Now, O now, in this brown land
Where Love did so sweet music make
We two shall wander, hand in hand,
Forbearing for old friendship’ sake,
Nor grieve because our love was gay
Which now is ended in this way.

A rogue in red and yellow dress
Is knocking, knocking at the tree;
And all around our loneliness
The wind is whistling merrily.
The leaves -- they do not sigh at all
When the year takes them in the fall.

Now, O now, we hear no more
The villanelle and roundelay!
Yet will we kiss, sweetheart, before
We take sad leave at close of day.
Grieve not, sweetheart, for anything --
The year, the year is gathering.

A few days ago I had the thought that a tree could be the equivalent of the Green Door, but I can no longer retrace the train of thought that led me there. All that comes to mind now (though it was not my original thought) is Yggdrasil, the tree that is the "gate" between the worlds. Today I saw a roadkilled squirrel on the road and thought, "Ah, poor Ratatoskr!"
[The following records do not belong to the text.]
//! Kubernetes client construction from resolved cluster access.
//!
//! Two flavors: the typed [`kube::Client`] every command works with, and
//! the [`GenericClient`] capability the delegated read commands (`get`,
//! `describe`, `logs`) use to address arbitrary kinds via API discovery.
//!
//! Construction is side-effect-free beyond building the HTTP transport;
//! connectivity is only proven by the first real call.

use std::time::Duration;

use async_trait::async_trait;
use kube::api::{ApiResource, DynamicObject};
use kube::discovery::{Discovery, Scope};
use kube::{Api, Client, Config};
use secrecy::SecretString;

use crate::cluster::ClusterConfig;
use crate::{Error, Result};

/// Default timeout applied to every API call.
pub const DEFAULT_TIMEOUT_SECS: u64 = 60;

/// Transport options shared by every client built in one invocation.
#[derive(Clone, Copy, Debug)]
pub struct ClientOptions {
    /// Connect/read/write timeout applied to every call
    pub timeout: Duration,

    /// Tolerate self-signed certificates. An explicit operational
    /// concession for internal clusters, never a default.
    pub insecure_skip_tls_verify: bool,
}

impl Default for ClientOptions {
    fn default() -> Self {
        Self {
            timeout: Duration::from_secs(DEFAULT_TIMEOUT_SECS),
            insecure_skip_tls_verify: false,
        }
    }
}

/// Builds authenticated API clients from resolved cluster configs.
///
/// A trait so tests can substitute a factory that records or refuses
/// construction; resolution failures must never reach it.
#[async_trait]
pub trait ClientFactory: Send + Sync {
    async fn client(&self, cluster: &ClusterConfig) -> Result<Client>;
}

/// The production factory.
pub struct KubeClientFactory {
    options: ClientOptions,
}

impl KubeClientFactory {
    pub fn new(options: ClientOptions) -> Self {
        Self { options }
    }
}

#[async_trait]
impl ClientFactory for KubeClientFactory {
    async fn client(&self, cluster: &ClusterConfig) -> Result<Client> {
        let config = build_config(cluster, &self.options)?;
        Client::try_from(config).map_err(Error::from)
    }
}

/// Build the client configuration for one cluster: server URL, bearer
/// token and the explicit timeout.
fn build_config(cluster: &ClusterConfig, options: &ClientOptions) -> Result<Config> {
    let url: http::Uri =
        cluster
            .server_api
            .parse()
            .map_err(|e: http::uri::InvalidUri| Error::InvalidServerUrl {
                url: cluster.server_api.clone(),
                reason: e.to_string(),
            })?;

    let mut config = Config::new(url);
    config.default_namespace = cluster.operator_namespace.clone();
    config.auth_info.token = Some(SecretString::from(cluster.token.clone()));
    config.accept_invalid_certs = options.insecure_skip_tls_verify;
    config.connect_timeout = Some(options.timeout);
    config.read_timeout = Some(options.timeout);
    config.write_timeout = Some(options.timeout);
    Ok(config)
}

/// Narrow generic-object capability for the delegated read commands.
///
/// Wraps one discovery run against the target cluster; kinds are addressed
/// by name or plural, case-insensitively, the way the upstream get/describe
/// tooling accepts them.
pub struct GenericClient {
    client: Client,
    discovery: Discovery,
}

impl GenericClient {
    pub async fn new(client: Client) -> Result<Self> {
        let discovery = Discovery::new(client.clone()).run().await?;
        Ok(Self { client, discovery })
    }

    /// Resolve a kind name or plural alias to a discovered API resource.
    pub fn resolve_kind(&self, kind: &str) -> Result<(ApiResource, Scope)> {
        let want = kind.to_ascii_lowercase();
        for group in self.discovery.groups() {
            for (resource, capabilities) in group.recommended_resources() {
                if resource.kind.to_ascii_lowercase() == want || resource.plural == want {
                    return Ok((resource, capabilities.scope));
                }
            }
        }
        Err(Error::validation(format!(
            "the server does not know the resource kind '{kind}'"
        )))
    }

    /// An API handle for the resolved resource, namespaced when the
    /// resource is.
    pub fn api(&self, resource: &ApiResource, scope: &Scope, namespace: &str) -> Api<DynamicObject> {
        match scope {
            Scope::Namespaced => Api::namespaced_with(self.client.clone(), namespace, resource),
            Scope::Cluster => Api::all_with(self.client.clone(), resource),
        }
    }
}

#[cfg(test)]
mod tests {
    use secrecy::ExposeSecret;

    use super::*;
    use crate::config::ClusterType;

    fn cluster(server_api: &str) -> ClusterConfig {
        ClusterConfig {
            name: "host".to_string(),
            server_api: server_api.to_string(),
            server_name: "host.example.com".to_string(),
            token: "cool-token".to_string(),
            cluster_type: ClusterType::Host,
            operator_namespace: "toolchain-host-operator".to_string(),
            sandbox_namespace: None,
        }
    }

    #[test]
    fn config_carries_server_token_and_namespace() {
        let options = ClientOptions::default();
        let config = build_config(&cluster("https://api.host.example.com:6443"), &options).unwrap();

        assert_eq!(config.cluster_url.host(), Some("api.host.example.com"));
        assert_eq!(config.cluster_url.port_u16(), Some(6443));
        assert_eq!(config.default_namespace, "toolchain-host-operator");
        assert_eq!(
            config.auth_info.token.as_ref().unwrap().expose_secret(),
            "cool-token"
        );
        assert!(!config.accept_invalid_certs);
    }

    #[test]
    fn timeout_is_applied_to_the_transport() {
        let options = ClientOptions {
            timeout: Duration::from_secs(5),
            insecure_skip_tls_verify: false,
        };
        let config = build_config(&cluster("https://api.host.example.com:6443"), &options).unwrap();
        assert_eq!(config.connect_timeout, Some(Duration::from_secs(5)));
        assert_eq!(config.read_timeout, Some(Duration::from_secs(5)));
        assert_eq!(config.write_timeout, Some(Duration::from_secs(5)));
    }

    #[test]
    fn insecure_tls_only_when_asked_for() {
        let options = ClientOptions {
            timeout: Duration::from_secs(1),
            insecure_skip_tls_verify: true,
        };
        let config = build_config(&cluster("https://api.host.example.com:6443"), &options).unwrap();
        assert!(config.accept_invalid_certs);
    }

    #[test]
    fn invalid_server_url_is_rejected() {
        let err = build_config(&cluster("not a url"), &ClientOptions::default()).unwrap_err();
        assert!(matches!(err, Error::InvalidServerUrl { .. }));
    }
}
Another poem from Chamber Music also came to mind.

Gentle lady, do not sing
Sad songs about the end of love;
Lay aside sadness and sing
How love that passes is enough.

Sing about the long deep sleep
Of lovers that are dead, and how
In the grave all love shall sleep:
Love is aweary now.

The Reaper's sickle, and the end of love, then made me think of Sonnet 116:

Let me not to the marriage of true minds
Admit impediments. Love is not love
Which alters when it alteration finds,
Or bends with the remover to remove.
O no! it is an ever-fixed mark
That looks on tempests and is never shaken;
It is the star to every wand'ring bark,
Whose worth's unknown, although his height be taken.
Love's not Time's fool, though rosy lips and cheeks
Within his bending sickle's compass come;
Love alters not with his brief hours and weeks,
But bears it out even to the edge of doom.
If this be error and upon me prov'd,
I never writ, nor no man ever lov'd.

Joyce's embrace of the Reaper comes from a deep intuition which he himself did not understand and thus explained wrongly. The reason for not fearing the Reaper is not that "Love that passes is enough" -- how could it be? -- but that death and resurrection are the gateway to the realm of that which does not pass, where neither moth nor rust doth corrupt, and where thieves do not break through nor steal. "Romeo and Juliet / Are together in eternity."
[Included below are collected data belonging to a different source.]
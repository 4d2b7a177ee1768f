//! Formatting helpers for the read commands: column-aligned tables and
//! human-readable ages.

use chrono::{DateTime, Utc};

/// Format a timestamp as an age like `2d`, `5h`, `30m` or `15s`.
pub fn format_age(timestamp: &DateTime<Utc>) -> String {
    let elapsed = Utc::now().signed_duration_since(*timestamp);
    if elapsed.num_seconds() < 0 {
        return "0s".to_string();
    }

    if elapsed.num_days() > 0 {
        format!("{}d", elapsed.num_days())
    } else if elapsed.num_hours() > 0 {
        format!("{}h", elapsed.num_hours())
    } else if elapsed.num_minutes() > 0 {
        format!("{}m", elapsed.num_minutes())
    } else {
        format!("{}s", elapsed.num_seconds())
    }
}

/// Render rows as a column-aligned table under the given headers.
pub fn render_table(headers: &[&str], rows: &[Vec<String>]) -> String {
    let mut widths: Vec<usize> = headers.iter().map(|h| h.len()).collect();
    for row in rows {
        for (i, cell) in row.iter().enumerate().take(widths.len()) {
            widths[i] = widths[i].max(cell.len());
        }
    }

    let mut lines = Vec::with_capacity(rows.len() + 1);
    let header_cells: Vec<String> = headers
        .iter()
        .zip(&widths)
        .map(|(h, &w)| format!("{h:<w$}"))
        .collect();
    lines.push(header_cells.join("  ").trim_end().to_string());

    for row in rows {
        let cells: Vec<String> = row
            .iter()
            .zip(&widths)
            .map(|(cell, &w)| format!("{cell:<w$}"))
            .collect();
        lines.push(cells.join("  ").trim_end().to_string());
    }

    lines.join("\n")
}

#[cfg(test)]
mod tests {
    use chrono::Duration;

    use super::*;

    #[test]
    fn format_age_picks_the_largest_unit() {
        assert_eq!(format_age(&(Utc::now() - Duration::seconds(45))), "45s");
        assert_eq!(format_age(&(Utc::now() - Duration::minutes(12))), "12m");
        assert_eq!(format_age(&(Utc::now() - Duration::hours(3))), "3h");
        assert_eq!(format_age(&(Utc::now() - Duration::days(7))), "7d");
    }

    #[test]
    fn format_age_clamps_future_timestamps() {
        assert_eq!(format_age(&(Utc::now() + Duration::hours(1))), "0s");
    }

    #[test]
    fn render_table_aligns_columns() {
        let table = render_table(
            &["NAME", "AGE"],
            &[
                vec!["alice".to_string(), "2d".to_string()],
                vec!["a-much-longer-name".to_string(), "5h".to_string()],
            ],
        );

        let lines: Vec<&str> = table.lines().collect();
        assert_eq!(lines.len(), 3);
        let age_column = lines[0].find("AGE").unwrap();
        assert_eq!(lines[1].find("2d").unwrap(), age_column);
        assert_eq!(lines[2].find("5h").unwrap(), age_column);
    }

    #[test]
    fn render_table_with_no_rows_prints_headers_only() {
        assert_eq!(render_table(&["NAME", "AGE"], &[]), "NAME  AGE");
    }
}
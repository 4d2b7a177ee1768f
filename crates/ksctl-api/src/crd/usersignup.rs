//! UserSignup Custom Resource Definition
//!
//! A UserSignup is the host-cluster record of one person's registration.
//! Approval, deactivation and banning all start from this object.

use kube::CustomResource;
use schemars::JsonSchema;
use serde::{Deserialize, Serialize};

use super::Condition;
use crate::{LABEL_EMAIL_HASH, LABEL_PHONE_HASH};

/// Specification for a UserSignup
#[derive(CustomResource, Clone, Debug, Deserialize, Serialize, JsonSchema, PartialEq)]
#[kube(
    group = "toolchain.dev.openshift.com",
    version = "v1alpha1",
    kind = "UserSignup",
    status = "UserSignupStatus",
    namespaced
)]
#[serde(rename_all = "camelCase")]
pub struct UserSignupSpec {
    /// Claims carried over from the identity provider at signup time
    pub identity_claims: IdentityClaims,

    /// Requested lifecycle states; the operator reconciles towards the
    /// last one set (approved, deactivated)
    #[serde(default, skip_serializing_if = "Vec::is_empty")]
    pub states: Vec<UserSignupState>,

    /// Member cluster the user's namespaces should be provisioned on
    #[serde(default, skip_serializing_if = "Option::is_none")]
    pub target_cluster: Option<String>,
}

/// Identity claims recorded at signup
#[derive(Clone, Debug, Default, Deserialize, Serialize, JsonSchema, PartialEq)]
#[serde(rename_all = "camelCase")]
pub struct IdentityClaims {
    /// Subject identifier from the identity provider
    pub sub: String,

    /// Email address the user signed up with
    pub email: String,

    /// Username the user asked for
    #[serde(default, skip_serializing_if = "Option::is_none")]
    pub preferred_username: Option<String>,
}

/// Lifecycle states an operator can request on a signup
#[derive(Clone, Copy, Debug, Deserialize, Serialize, JsonSchema, PartialEq, Eq)]
#[serde(rename_all = "lowercase")]
pub enum UserSignupState {
    Approved,
    Deactivated,
}

/// Status for a UserSignup
#[derive(Clone, Debug, Default, Deserialize, Serialize, JsonSchema, PartialEq)]
#[serde(rename_all = "camelCase")]
pub struct UserSignupStatus {
    /// Username after compliance transformations (DNS-safe, unique)
    #[serde(default, skip_serializing_if = "Option::is_none")]
    pub compliant_username: Option<String>,

    /// Conditions reported by the host operator
    #[serde(default, skip_serializing_if = "Vec::is_empty")]
    pub conditions: Vec<Condition>,
}

impl UserSignupSpec {
    /// Returns true if approval has been requested
    pub fn is_approved(&self) -> bool {
        self.states.contains(&UserSignupState::Approved)
    }

    /// Returns true if deactivation has been requested
    pub fn is_deactivated(&self) -> bool {
        self.states.contains(&UserSignupState::Deactivated)
    }

    /// Replace the requested states with a single state
    pub fn set_state(&mut self, state: UserSignupState) {
        self.states = vec![state];
    }
}

impl UserSignup {
    /// The email-hash label, if the signup carries one.
    pub fn email_hash(&self) -> Option<&str> {
        self.metadata
            .labels
            .as_ref()?
            .get(LABEL_EMAIL_HASH)
            .map(String::as_str)
    }

    /// The phone-hash label, set once phone verification completed.
    pub fn phone_hash(&self) -> Option<&str> {
        self.metadata
            .labels
            .as_ref()?
            .get(LABEL_PHONE_HASH)
            .map(String::as_str)
    }
}

#[cfg(test)]
mod tests {
    use super::*;

    fn signup(states: Vec<UserSignupState>) -> UserSignupSpec {
        UserSignupSpec {
            identity_claims: IdentityClaims {
                sub: "abc123".to_string(),
                email: "alice@example.com".to_string(),
                preferred_username: Some("alice".to_string()),
            },
            states,
            target_cluster: None,
        }
    }

    #[test]
    fn set_state_replaces_previous_states() {
        let mut spec = signup(vec![UserSignupState::Approved]);
        spec.set_state(UserSignupState::Deactivated);
        assert_eq!(spec.states, vec![UserSignupState::Deactivated]);
        assert!(spec.is_deactivated());
        assert!(!spec.is_approved());
    }

    #[test]
    fn states_serialize_lowercase() {
        let spec = signup(vec![UserSignupState::Approved]);
        let json = serde_json::to_value(&spec).unwrap();
        assert_eq!(json["states"][0], "approved");
        assert_eq!(json["identityClaims"]["preferredUsername"], "alice");
    }

    #[test]
    fn hash_labels_read_from_metadata() {
        let mut signup = UserSignup::new("alice", signup_spec());
        assert!(signup.email_hash().is_none());

        let labels = signup.metadata.labels.get_or_insert_with(Default::default);
        labels.insert(crate::LABEL_EMAIL_HASH.to_string(), "e-hash".to_string());
        labels.insert(crate::LABEL_PHONE_HASH.to_string(), "p-hash".to_string());

        assert_eq!(signup.email_hash(), Some("e-hash"));
        assert_eq!(signup.phone_hash(), Some("p-hash"));
    }

    fn signup_spec() -> UserSignupSpec {
        signup(vec![])
    }
}
//! `ksctl ban` — ban a user and prevent them from signing up again.
//!
//! Creates a BannedUser record matching the signup's email hash. Banning
//! is a danger-zone operation: the user is deactivated everywhere and the
//! email can never sign up again.
//!
//! # Usage
//!
//! ```bash
//! ksctl ban alice "terms of service violation"
//!
//! # A signup that never completed phone verification carries no phone
//! # hash; ban it anyway:
//! ksctl ban alice "spam" --skip-phone-check
//! ```

use async_trait::async_trait;
use clap::Args;
use kube::api::{ListParams, PostParams};
use kube::Api;
use tracing::debug;

use ksctl_api::{BannedUser, UserSignup};

use crate::context::CommandContext;
use crate::flow::{self, GuardedMutation, Precondition};
use crate::{Error, Result};

/// Ban the user behind a UserSignup
#[derive(Args, Debug)]
pub struct BanArgs {
    /// Name of the UserSignup whose user should be banned
    pub name: String,

    /// Why the user is being banned (recorded on the BannedUser)
    pub reason: String,

    /// Ban even if the signup has no phone hash label
    #[arg(long)]
    pub skip_phone_check: bool,
}

/// Run the ban command.
pub async fn run(ctx: &mut CommandContext, args: BanArgs) -> Result<()> {
    let (cluster, client) = ctx.host_client().await?;
    let signups: Api<UserSignup> = Api::namespaced(client.clone(), &cluster.operator_namespace);
    let banned: Api<BannedUser> = Api::namespaced(client, &cluster.operator_namespace);

    let signup = flow::fetch(&signups, &cluster.operator_namespace, &args.name).await?;

    // The no-op guard needs the existing bans for this email hash, looked
    // up before the protocol starts so the precondition stays local.
    let already_banned = match signup.email_hash() {
        Some(hash) => {
            let existing = banned
                .list(&ListParams::default().labels(&BannedUser::selector(hash)))
                .await?;
            debug!(
                "found {} existing ban(s) for email hash {}",
                existing.items.len(),
                hash
            );
            !existing.items.is_empty()
        }
        None => false,
    };

    let mutation = Ban {
        api: banned,
        name: args.name,
        reason: args.reason,
        skip_phone_check: args.skip_phone_check,
        banned_by: ctx.identity().to_string(),
        already_banned,
    };
    flow::execute(&mut ctx.term, mutation, signup).await?;
    Ok(())
}

struct Ban {
    api: Api<BannedUser>,
    name: String,
    reason: String,
    skip_phone_check: bool,
    banned_by: String,
    already_banned: bool,
}

#[async_trait]
impl GuardedMutation for Ban {
    type Target = UserSignup;

    fn preview_title(&self) -> String {
        format!("UserSignup '{}'", self.name)
    }

    fn check(&self, target: &UserSignup) -> Result<Precondition> {
        if self.already_banned {
            return Ok(Precondition::NothingToDo(format!(
                "the user behind UserSignup '{}' is already banned",
                self.name
            )));
        }

        if target.email_hash().is_none() {
            return Err(Error::validation(format!(
                "UserSignup '{}' is missing an email hash label and cannot be banned",
                self.name
            )));
        }

        if !self.skip_phone_check && target.phone_hash().is_none() {
            return Err(Error::validation(format!(
                "UserSignup '{}' is missing a phone hash label; \
                 pass --skip-phone-check to ban the user anyway",
                self.name
            )));
        }

        Ok(Precondition::Proceed)
    }

    fn danger_warning(&self) -> Option<String> {
        Some(
            "banning deactivates the user everywhere and permanently blocks \
             this email from signing up again"
                .to_string(),
        )
    }

    fn question(&self) -> String {
        format!("ban the user behind UserSignup '{}'?", self.name)
    }

    async fn apply(&mut self, target: UserSignup) -> Result<()> {
        let banned = BannedUser::for_signup(&target, &self.reason, &self.banned_by)
            .ok_or_else(|| {
                Error::validation(format!(
                    "UserSignup '{}' is missing an email hash label and cannot be banned",
                    self.name
                ))
            })?;
        self.api.create(&PostParams::default(), &banned).await?;
        Ok(())
    }

    fn success_message(&self) -> String {
        format!("the user behind UserSignup '{}' has been banned", self.name)
    }
}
Human love, as experienced in mortality, is as mortal as every other human thing. It alters, it changes, it bends with the remover to remove. But resurrection is coming, and the restoration of all things. "Whatever principle of intelligence we attain unto in this life," wrote the Prophet Joseph Smith, "it will rise with us in the resurrection" (D&C 130:18). He did not say that we will keep it, but that it will rise in resurrection -- for we forget so very much of what we learn, and many of us end mortality in a state of dementia. What the Prophet said of intelligence is true also of love. Whatever broken, imperfect, changeable principle of love we attain unto in this life, it will rise with us in the resurrection. "For all things must fail -- but charity is the pure love of Christ, and it endureth forever" (Moro. 7:46-47).

So also is the resurrection of the dead. It is sown in corruption; it is raised in incorruption: it is sown in dishonour; it is raised in glory: it is sown in weakness; it is raised in power: it is sown a natural body; it is raised a spiritual body (1 Cor. 15:42-44). 
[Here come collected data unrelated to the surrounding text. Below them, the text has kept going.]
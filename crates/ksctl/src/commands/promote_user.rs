//! `ksctl promote-user` — move a user account to another user tier.
//!
//! The target UserTier must exist on the host cluster; promoting to an
//! unknown tier is a hard failure before any prompt.
//!
//! # Usage
//!
//! ```bash
//! ksctl promote-user alice nodeactivation
//! ```

use async_trait::async_trait;
use clap::Args;
use kube::Api;

use ksctl_api::{MasterUserRecord, UserTier};

use crate::context::CommandContext;
use crate::flow::{self, GuardedMutation, Precondition};
use crate::Result;

/// Move a MasterUserRecord to another user tier
#[derive(Args, Debug)]
pub struct PromoteUserArgs {
    /// Name of the MasterUserRecord to promote
    pub name: String,

    /// Name of the UserTier to move the account to
    pub target_tier: String,
}

/// Run the promote-user command.
pub async fn run(ctx: &mut CommandContext, args: PromoteUserArgs) -> Result<()> {
    let (cluster, client) = ctx.host_client().await?;
    let records: Api<MasterUserRecord> = Api::namespaced(client.clone(), &cluster.operator_namespace);
    let tiers: Api<UserTier> = Api::namespaced(client, &cluster.operator_namespace);

    // Hard requirement: the tier must exist before anything is previewed.
    flow::fetch(&tiers, &cluster.operator_namespace, &args.target_tier).await?;

    let mutation = PromoteUser {
        api: records.clone(),
        name: args.name.clone(),
        target_tier: args.target_tier,
    };
    flow::run(
        &mut ctx.term,
        &records,
        &cluster.operator_namespace,
        &args.name,
        mutation,
    )
    .await?;
    Ok(())
}

struct PromoteUser {
    api: Api<MasterUserRecord>,
    name: String,
    target_tier: String,
}

#[async_trait]
impl GuardedMutation for PromoteUser {
    type Target = MasterUserRecord;

    fn preview_title(&self) -> String {
        format!("MasterUserRecord '{}'", self.name)
    }

    fn check(&self, target: &MasterUserRecord) -> Result<Precondition> {
        if target.spec.tier_name == self.target_tier {
            return Ok(Precondition::NothingToDo(format!(
                "MasterUserRecord '{}' is already on the '{}' tier",
                self.name, self.target_tier
            )));
        }
        Ok(Precondition::Proceed)
    }

    fn question(&self) -> String {
        format!(
            "promote the MasterUserRecord '{}' to the '{}' tier?",
            self.name, self.target_tier
        )
    }

    async fn apply(&mut self, mut target: MasterUserRecord) -> Result<()> {
        target.spec.tier_name = self.target_tier.clone();
        flow::update(&self.api, target).await?;
        Ok(())
    }

    fn success_message(&self) -> String {
        format!(
            "MasterUserRecord '{}' has been promoted to the '{}' tier",
            self.name, self.target_tier
        )
    }
}

#[cfg(test)]
mod tests {
    use ksctl_api::MasterUserRecordSpec;

    use super::*;
    use crate::commands::test_support::disconnected_client;

    fn record(tier: &str) -> MasterUserRecord {
        MasterUserRecord::new(
            "alice",
            MasterUserRecordSpec {
                tier_name: tier.to_string(),
                disabled: false,
            },
        )
    }

    fn mutation() -> PromoteUser {
        PromoteUser {
            api: Api::namespaced(disconnected_client(), "toolchain-host-operator"),
            name: "alice".to_string(),
            target_tier: "nodeactivation".to_string(),
        }
    }

    #[tokio::test]
    async fn already_on_target_tier_is_nothing_to_do() {
        let result = mutation().check(&record("nodeactivation")).unwrap();
        assert!(matches!(result, Precondition::NothingToDo(message)
            if message.contains("already on the 'nodeactivation' tier")));
    }

    #[tokio::test]
    async fn different_tier_proceeds() {
        let result = mutation().check(&record("deactivate30")).unwrap();
        assert!(matches!(result, Precondition::Proceed));
    }
}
And a little wink from the synchronicity fairies: I had known Blue Öyster Cult only for "The Reaper," but Wikipedia informs me that they are best known for three singles, the other two being "Burnin' for You" and -- "Godzilla."

3 comments:

ben said...

"The reason for not fearing the Reaper is not that "Love that passes is enough" -- how could it be? -- but that death and resurrection are the gateway to the realm of that which does not pass"

Brought this to mind

http://charltonteaching.blogspot.com/2020/04/king-edwin-of-northumbria-and-sparrows.html

No Longer Reading said...

Debbie, you had previously written about the red heifer and a super shemitah year. You may find this article interesting, which deals with similar things (https://en.wikipedia.org/wiki/Year_6000).

There's also a similar concept among some Christian thinkers, such as Augustine, for instance, which also relates periods of time on the earth to days of the week (https://en.wikipedia.org/wiki/Millennial_Day_Theory)

And then Rudolf Steiner also has his seven eras of Earth history, perhaps inspired by these ideas.

Anonymous said...

True love is not a heart to win, instead a sparrow flying in...

Perhaps.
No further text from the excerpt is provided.